Au début de l’e-mail, Kraken commente que la commande est liée à « Réglementations britanniques » qui obligent le courtier à maintenir « des informations à jour sur les clients et l’activité de leur compte en ce qui concerne les portefeuilles de garde personnelle ».
« Veuillez confirmer que vous êtes le propriétaire ou le contrôle du portefeuille auto-dépositaire que vous envoyez et recevez. Si vous n’êtes pas le propriétaire ou le contrôleur du portefeuille de garde que vous envoyez et recevez, veuillez détailler de quoi il s’agit, qui le possède ou le contrôle, et indiquez votre adresse personnelle.
Enfin, le courtier informe que le client a jusqu’au 23 février pour livrer les informations en question, faute de quoi son compte sera retenu jusqu’à l’obtention des données demandées. Bien entendu, la mesure n’est pas uniquement liée à Kraken, mais à tous les courtiers en cryptomonnaies opérant au Royaume-Uni.
Kraken confirme que l’e-mail est réel
En raison de l’audace du texte, de nombreux utilisateurs ne voulaient pas croire que l’e-mail était réel et cherchaient plus d’informations. Sur Reddit, le support Kraken leur a confirmé que l’e-mail est légitime.

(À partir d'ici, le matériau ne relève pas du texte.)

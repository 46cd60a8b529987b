//! Configuration for the viewer, loaded from YAML.
//!
//! Every field has a default, so an empty file (or no file at all) is a valid
//! configuration. Command-line flags override what the file says.

use std::path::Path;

use serde::{Deserialize, Serialize};

use crate::data::address::{Address, AddressRange};
use crate::data::mapper::MapperConfig;
use crate::data::scheduler::ResponseOrdering;
use crate::data::time::{parse_timestamp, TimeAxis};
use crate::data::view::{BitmapType, IpAxisOrientation};
use crate::error::Result;

// ─────────────────────────────────────────────────────────────────────────────
// Backend
// ─────────────────────────────────────────────────────────────────────────────

/// Where the bitmap backend lives and how long to wait for it.
#[derive(Clone, Debug, PartialEq, Serialize, Deserialize)]
#[serde(default)]
pub struct BackendConfig {
    /// Base URL; image paths and query strings are appended to it.
    pub base_url: String,
    pub connect_timeout_secs: u64,
    pub request_timeout_secs: u64,
    /// Request worker threads; bounds how many requests are in flight.
    pub workers: usize,
}

impl Default for BackendConfig {
    fn default() -> Self {
        Self {
            base_url: "http://127.0.0.1:8080".to_string(),
            connect_timeout_secs: 2,
            request_timeout_secs: 10,
            workers: crate::client::dispatcher::DEFAULT_WORKERS,
        }
    }
}

// ─────────────────────────────────────────────────────────────────────────────
// Bitmap description
// ─────────────────────────────────────────────────────────────────────────────

/// The monitored bitmap as the collector was configured to build it.
///
/// The backend only reports the time span and mode; the address range, the
/// granularity and the interval length have to be known up front.
#[derive(Clone, Debug, PartialEq, Serialize, Deserialize)]
#[serde(default)]
pub struct BitmapSettings {
    pub first_ip: String,
    pub last_ip: String,
    /// Prefix length one row covers.
    pub granularity: u8,
    /// First interval start (`YYYY-MM-DD HH:MM:SS`). Used when the backend does not send `Time_first`.
    pub time_first: Option<String>,
    /// Length of one interval (column) in seconds.
    pub interval_secs: u32,
    /// Number of intervals kept in the window.
    pub window: u64,
    /// Bitmap shown at start-up.
    pub bitmap_type: BitmapType,
    /// Pixels per cell requested from the backend.
    pub scale: u32,
    pub orientation: IpAxisOrientation,
}

impl Default for BitmapSettings {
    fn default() -> Self {
        Self {
            first_ip: "192.168.0.0".to_string(),
            last_ip: "192.168.0.255".to_string(),
            granularity: 32,
            time_first: None,
            interval_secs: 60,
            window: 100,
            bitmap_type: BitmapType::Source,
            scale: 2,
            orientation: IpAxisOrientation::OriginAtBottom,
        }
    }
}

impl BitmapSettings {
    pub fn address_range(&self) -> Result<AddressRange> {
        AddressRange::new(Address::parse(&self.first_ip)?, Address::parse(&self.last_ip)?)
    }

    /// Time axis of the origin view when the backend did not say where it starts.
    pub fn fallback_time_axis(&self) -> Result<TimeAxis> {
        Ok(match &self.time_first {
            Some(text) => TimeAxis::Timestamps {
                first: parse_timestamp(text)?,
                interval_secs: self.interval_secs,
            },
            None => TimeAxis::Intervals {
                first: 0,
                interval_secs: self.interval_secs,
            },
        })
    }
}

// ─────────────────────────────────────────────────────────────────────────────
// Interaction
// ─────────────────────────────────────────────────────────────────────────────

#[derive(Clone, Debug, PartialEq, Serialize, Deserialize)]
#[serde(default)]
pub struct InteractionConfig {
    /// Width of the chrome left of the image inside the bitmap widget.
    pub chrome_offset_x: i64,
    /// Height of the header band above the image inside the bitmap widget.
    pub chrome_offset_y: i64,
    /// How completions of overlapping requests are applied.
    pub response_ordering: ResponseOrdering,
}

impl Default for InteractionConfig {
    fn default() -> Self {
        Self {
            chrome_offset_x: 0,
            chrome_offset_y: 50,
            response_ordering: ResponseOrdering::LatestIssued,
        }
    }
}

impl InteractionConfig {
    pub fn mapper_config(&self) -> MapperConfig {
        MapperConfig {
            chrome_offset_x: self.chrome_offset_x,
            chrome_offset_y: self.chrome_offset_y,
        }
    }
}

// ─────────────────────────────────────────────────────────────────────────────
// Logging / window
// ─────────────────────────────────────────────────────────────────────────────

#[derive(Clone, Debug, PartialEq, Serialize, Deserialize)]
#[serde(default)]
pub struct LoggingConfig {
    /// `tracing_subscriber::EnvFilter` directive; `RUST_LOG` takes precedence.
    pub filter: String,
}

impl Default for LoggingConfig {
    fn default() -> Self {
        Self {
            filter: "activity_viewer=info".to_string(),
        }
    }
}

#[derive(Clone, Debug, PartialEq, Serialize, Deserialize)]
#[serde(default)]
pub struct WindowConfig {
    pub title: String,
    pub width: f32,
    pub height: f32,
}

impl Default for WindowConfig {
    fn default() -> Self {
        Self {
            title: "IP Activity".to_string(),
            width: 1400.0,
            height: 900.0,
        }
    }
}

// ─────────────────────────────────────────────────────────────────────────────
// ViewerConfig
// ─────────────────────────────────────────────────────────────────────────────

/// Top-level configuration.
///
/// | Field         | Purpose |
/// |---------------|---------|
/// | `backend`     | Backend URL and timeouts |
/// | `bitmap`      | Address range, granularity and time axis of the bitmap |
/// | `interaction` | Widget chrome offsets and response ordering |
/// | `logging`     | Log filter |
/// | `window`      | Native window title and size |
#[derive(Clone, Debug, Default, PartialEq, Serialize, Deserialize)]
#[serde(default)]
pub struct ViewerConfig {
    pub backend: BackendConfig,
    pub bitmap: BitmapSettings,
    pub interaction: InteractionConfig,
    pub logging: LoggingConfig,
    pub window: WindowConfig,
}

impl ViewerConfig {
    pub fn load(path: &Path) -> Result<Self> {
        let text = std::fs::read_to_string(path)?;
        Self::from_yaml(&text)
    }

    pub fn from_yaml(text: &str) -> Result<Self> {
        if text.trim().is_empty() {
            return Ok(Self::default());
        }
        Ok(serde_yaml::from_str(text)?)
    }

    pub fn to_yaml(&self) -> Result<String> {
        Ok(serde_yaml::to_string(self)?)
    }
}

« Cet e-mail a été envoyé aux clients britanniques concernant leurs portefeuilles de garde personnelle. »
Dans un autre message, un utilisateur italien affirme avoir reçu le même e-mail. «Cela m’oblige à supprimer tout [meu] L’argent du Kraken »a-t-il commenté, semblant contrarié par le message reçu après avoir été client de la maison de courtage pendant 7 ans.
En réponse, le support a déclaré que « pour le moment, aucune action immédiate n’est requise ». Quoi qu’il en soit, cela montre que ces exigences atteindront bientôt les clients d’autres pays.
La communauté s’inquiète du KYC des portefeuilles auto-conservés
Bien que l’anonymat du Bitcoin soit faible, le pseudo-anonymat proposé est déjà d’une grande aide pour ceux qui ne souhaitent pas que leur nom soit lié à leurs investissements. Après tout, les criminels peuvent utiliser ces informations pour commettre des escroqueries telles que l’extorsion, l’enlèvement et autres.
Sur Twitter, le Brésilien BitDov a exprimé son inquiétude face à la situation. En plus de recommander sa propre vidéo sur les portefeuilles en auto-conservation, l’investisseur a également critiqué la pression réglementaire.
« La tendance des services KYC est d’atteindre le niveau de contrôle requis au Royaume-Uni »a commenté BitDov, de la chaîne Bitcoinheiros. « Ce n’est pas un crime de posséder du Bitcoin ou de préserver votre vie privée. »
« Le crime est d’exiger le KYC des gens. »
La tendance des services KYC est d’atteindre le niveau de contrôle requis dans R.Unido : « confirmation de votre portefeuille de garde personnelle et de vos adresses personnelles »
Ce n’est pas un crime d’avoir Bitcoin ou de préserver votre vie privée : https://t.co/SvX7zVd51C
Le criminel exige le KYC des gens. pic.twitter.com/XLQFdmYH21
– ₿it⚡️Dov (@bitdov) 14 février 2024
Enfin, le principal intérêt des gouvernements semble être la collecte des impôts. Au Brésil par exemple, l’IRS a récemment déclaré que 25 000 personnes n’avaient pas déclaré leurs crypto-monnaies en 2023, un nombre qui pourrait augmenter si la mesure britannique était copiée.